* [TASK]
List each line of the data in which the string "AccountId" appears.

Records from a dataset:
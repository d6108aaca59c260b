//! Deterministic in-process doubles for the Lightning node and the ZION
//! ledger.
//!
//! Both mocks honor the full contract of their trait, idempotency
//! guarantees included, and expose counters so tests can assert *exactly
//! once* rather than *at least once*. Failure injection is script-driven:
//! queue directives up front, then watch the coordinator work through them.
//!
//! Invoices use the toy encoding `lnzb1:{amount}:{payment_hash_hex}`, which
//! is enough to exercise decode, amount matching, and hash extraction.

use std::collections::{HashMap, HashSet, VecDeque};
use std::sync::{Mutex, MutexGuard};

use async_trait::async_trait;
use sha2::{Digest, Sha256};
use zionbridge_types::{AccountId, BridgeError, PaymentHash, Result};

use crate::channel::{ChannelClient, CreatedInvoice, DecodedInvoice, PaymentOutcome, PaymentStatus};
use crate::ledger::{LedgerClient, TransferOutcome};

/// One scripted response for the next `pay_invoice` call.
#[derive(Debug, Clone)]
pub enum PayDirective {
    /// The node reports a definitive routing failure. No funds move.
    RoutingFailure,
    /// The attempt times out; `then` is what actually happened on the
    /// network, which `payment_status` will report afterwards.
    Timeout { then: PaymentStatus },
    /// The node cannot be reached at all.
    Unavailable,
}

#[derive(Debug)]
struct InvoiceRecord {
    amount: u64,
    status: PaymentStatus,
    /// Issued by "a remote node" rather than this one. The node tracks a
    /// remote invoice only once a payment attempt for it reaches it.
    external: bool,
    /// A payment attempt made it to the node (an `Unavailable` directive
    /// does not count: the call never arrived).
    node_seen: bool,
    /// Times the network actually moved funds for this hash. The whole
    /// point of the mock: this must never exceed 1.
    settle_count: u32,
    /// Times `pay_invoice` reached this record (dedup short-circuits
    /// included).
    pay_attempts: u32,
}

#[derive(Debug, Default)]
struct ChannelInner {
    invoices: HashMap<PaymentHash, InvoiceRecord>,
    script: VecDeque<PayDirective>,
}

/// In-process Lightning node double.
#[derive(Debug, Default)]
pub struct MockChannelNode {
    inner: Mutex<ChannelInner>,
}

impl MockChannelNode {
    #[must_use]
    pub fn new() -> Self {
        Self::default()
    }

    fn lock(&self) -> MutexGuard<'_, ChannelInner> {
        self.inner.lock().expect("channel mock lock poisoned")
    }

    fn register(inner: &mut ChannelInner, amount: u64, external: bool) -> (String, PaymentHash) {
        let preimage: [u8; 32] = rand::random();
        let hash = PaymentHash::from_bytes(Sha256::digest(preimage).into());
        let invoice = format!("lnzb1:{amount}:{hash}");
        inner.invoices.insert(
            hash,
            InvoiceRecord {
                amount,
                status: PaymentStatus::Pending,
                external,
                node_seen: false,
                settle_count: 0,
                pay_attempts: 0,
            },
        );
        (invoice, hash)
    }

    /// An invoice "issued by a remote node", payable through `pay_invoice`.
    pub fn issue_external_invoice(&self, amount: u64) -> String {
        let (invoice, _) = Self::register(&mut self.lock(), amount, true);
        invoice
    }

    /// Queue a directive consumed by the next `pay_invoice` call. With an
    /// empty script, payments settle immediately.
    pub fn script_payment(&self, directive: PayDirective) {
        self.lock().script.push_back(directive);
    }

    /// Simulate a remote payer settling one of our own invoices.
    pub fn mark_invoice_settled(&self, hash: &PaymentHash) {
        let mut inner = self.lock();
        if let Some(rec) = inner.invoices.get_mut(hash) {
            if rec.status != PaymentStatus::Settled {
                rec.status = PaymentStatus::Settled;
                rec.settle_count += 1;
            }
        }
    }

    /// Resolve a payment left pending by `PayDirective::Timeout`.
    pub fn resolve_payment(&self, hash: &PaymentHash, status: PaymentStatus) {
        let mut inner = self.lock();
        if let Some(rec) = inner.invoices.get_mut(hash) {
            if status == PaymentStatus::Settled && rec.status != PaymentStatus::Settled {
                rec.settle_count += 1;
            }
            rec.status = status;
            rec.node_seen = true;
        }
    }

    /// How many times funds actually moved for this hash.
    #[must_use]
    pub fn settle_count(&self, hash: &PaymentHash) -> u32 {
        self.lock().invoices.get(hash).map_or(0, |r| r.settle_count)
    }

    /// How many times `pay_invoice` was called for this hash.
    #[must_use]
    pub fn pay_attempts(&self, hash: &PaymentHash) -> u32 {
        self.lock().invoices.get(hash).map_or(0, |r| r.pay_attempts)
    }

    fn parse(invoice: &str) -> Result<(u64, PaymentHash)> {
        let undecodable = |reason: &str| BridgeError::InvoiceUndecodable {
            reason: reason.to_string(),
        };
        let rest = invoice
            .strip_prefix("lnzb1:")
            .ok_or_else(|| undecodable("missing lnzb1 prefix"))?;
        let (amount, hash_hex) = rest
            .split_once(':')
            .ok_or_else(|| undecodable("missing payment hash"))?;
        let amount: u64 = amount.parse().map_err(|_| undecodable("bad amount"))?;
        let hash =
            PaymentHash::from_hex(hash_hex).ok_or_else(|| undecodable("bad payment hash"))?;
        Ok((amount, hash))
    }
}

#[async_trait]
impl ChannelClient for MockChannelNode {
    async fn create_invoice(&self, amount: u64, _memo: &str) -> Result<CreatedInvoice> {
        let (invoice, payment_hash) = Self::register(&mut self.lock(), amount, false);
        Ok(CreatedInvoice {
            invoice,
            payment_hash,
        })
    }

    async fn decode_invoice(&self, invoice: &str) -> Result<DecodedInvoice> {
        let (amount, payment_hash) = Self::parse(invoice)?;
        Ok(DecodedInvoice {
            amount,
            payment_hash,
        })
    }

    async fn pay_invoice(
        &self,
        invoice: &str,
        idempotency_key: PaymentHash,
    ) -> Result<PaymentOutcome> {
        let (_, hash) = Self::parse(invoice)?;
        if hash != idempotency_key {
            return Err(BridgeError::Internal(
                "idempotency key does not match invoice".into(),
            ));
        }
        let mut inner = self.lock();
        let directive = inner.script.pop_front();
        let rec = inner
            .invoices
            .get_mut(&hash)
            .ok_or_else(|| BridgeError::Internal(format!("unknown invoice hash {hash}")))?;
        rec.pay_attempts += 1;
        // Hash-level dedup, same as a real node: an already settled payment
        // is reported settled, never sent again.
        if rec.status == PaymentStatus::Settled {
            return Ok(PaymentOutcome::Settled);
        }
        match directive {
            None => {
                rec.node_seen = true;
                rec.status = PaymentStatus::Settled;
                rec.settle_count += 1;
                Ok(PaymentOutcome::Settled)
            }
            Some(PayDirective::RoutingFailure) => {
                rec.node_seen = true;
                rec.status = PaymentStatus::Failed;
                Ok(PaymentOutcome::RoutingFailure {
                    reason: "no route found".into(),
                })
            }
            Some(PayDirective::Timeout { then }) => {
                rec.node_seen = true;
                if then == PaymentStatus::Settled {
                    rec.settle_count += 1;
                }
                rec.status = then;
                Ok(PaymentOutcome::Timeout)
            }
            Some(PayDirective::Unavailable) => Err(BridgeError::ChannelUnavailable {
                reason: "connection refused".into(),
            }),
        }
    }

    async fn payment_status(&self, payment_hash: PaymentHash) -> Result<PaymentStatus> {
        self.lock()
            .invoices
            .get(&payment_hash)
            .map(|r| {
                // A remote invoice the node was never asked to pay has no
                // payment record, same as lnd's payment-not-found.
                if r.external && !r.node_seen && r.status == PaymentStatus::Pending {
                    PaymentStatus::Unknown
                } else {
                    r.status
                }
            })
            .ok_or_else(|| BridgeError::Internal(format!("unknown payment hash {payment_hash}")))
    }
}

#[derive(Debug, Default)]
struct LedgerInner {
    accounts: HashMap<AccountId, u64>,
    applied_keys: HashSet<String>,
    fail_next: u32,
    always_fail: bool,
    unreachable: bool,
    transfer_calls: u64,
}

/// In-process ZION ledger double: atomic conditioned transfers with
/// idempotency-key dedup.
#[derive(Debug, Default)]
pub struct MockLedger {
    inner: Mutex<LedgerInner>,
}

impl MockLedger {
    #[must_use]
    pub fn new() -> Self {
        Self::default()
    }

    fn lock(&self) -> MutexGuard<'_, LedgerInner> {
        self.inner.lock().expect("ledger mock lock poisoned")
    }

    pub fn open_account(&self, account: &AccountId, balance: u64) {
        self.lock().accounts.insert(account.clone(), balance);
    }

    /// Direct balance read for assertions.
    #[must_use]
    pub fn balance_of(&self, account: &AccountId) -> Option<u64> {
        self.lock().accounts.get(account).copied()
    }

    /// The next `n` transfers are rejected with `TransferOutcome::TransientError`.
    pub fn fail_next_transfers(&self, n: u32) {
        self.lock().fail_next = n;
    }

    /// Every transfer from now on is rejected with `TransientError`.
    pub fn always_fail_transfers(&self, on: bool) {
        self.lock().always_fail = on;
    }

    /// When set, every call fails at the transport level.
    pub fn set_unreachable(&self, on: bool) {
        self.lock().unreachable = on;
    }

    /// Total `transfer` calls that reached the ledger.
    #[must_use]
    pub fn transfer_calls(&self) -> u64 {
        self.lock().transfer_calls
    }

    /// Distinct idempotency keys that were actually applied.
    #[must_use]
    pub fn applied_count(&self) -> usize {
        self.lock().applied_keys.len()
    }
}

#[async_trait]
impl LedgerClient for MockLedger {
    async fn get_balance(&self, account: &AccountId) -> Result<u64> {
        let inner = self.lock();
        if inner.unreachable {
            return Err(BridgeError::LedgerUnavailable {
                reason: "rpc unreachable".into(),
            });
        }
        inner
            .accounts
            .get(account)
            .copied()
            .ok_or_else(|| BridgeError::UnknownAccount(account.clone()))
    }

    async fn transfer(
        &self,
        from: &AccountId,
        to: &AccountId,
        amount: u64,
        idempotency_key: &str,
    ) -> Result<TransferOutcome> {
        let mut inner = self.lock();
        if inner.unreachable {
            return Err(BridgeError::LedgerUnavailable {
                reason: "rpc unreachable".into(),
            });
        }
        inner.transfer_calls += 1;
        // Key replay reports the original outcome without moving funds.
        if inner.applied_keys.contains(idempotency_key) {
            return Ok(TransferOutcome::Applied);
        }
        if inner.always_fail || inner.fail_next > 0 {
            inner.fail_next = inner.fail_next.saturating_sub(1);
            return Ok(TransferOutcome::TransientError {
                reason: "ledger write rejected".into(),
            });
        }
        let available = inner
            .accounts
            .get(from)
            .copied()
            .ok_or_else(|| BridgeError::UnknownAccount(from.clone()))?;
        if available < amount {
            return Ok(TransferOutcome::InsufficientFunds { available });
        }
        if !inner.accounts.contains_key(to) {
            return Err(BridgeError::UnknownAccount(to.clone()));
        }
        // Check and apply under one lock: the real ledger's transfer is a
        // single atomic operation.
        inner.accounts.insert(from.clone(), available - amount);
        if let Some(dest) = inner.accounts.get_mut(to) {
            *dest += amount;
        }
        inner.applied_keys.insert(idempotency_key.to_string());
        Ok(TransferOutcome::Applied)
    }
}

* [REPLY TO THE EXERCISE]
use zionbridge_types::{AccountId, BridgeError, PaymentHash, Result};
    accounts: HashMap<AccountId, u64>,
    pub fn open_account(&self, account: &AccountId, balance: u64) {
    pub fn balance_of(&self, account: &AccountId) -> Option<u64> {
    async fn get_balance(&self, account: &AccountId) -> Result<u64> {
        from: &AccountId,
        to: &AccountId,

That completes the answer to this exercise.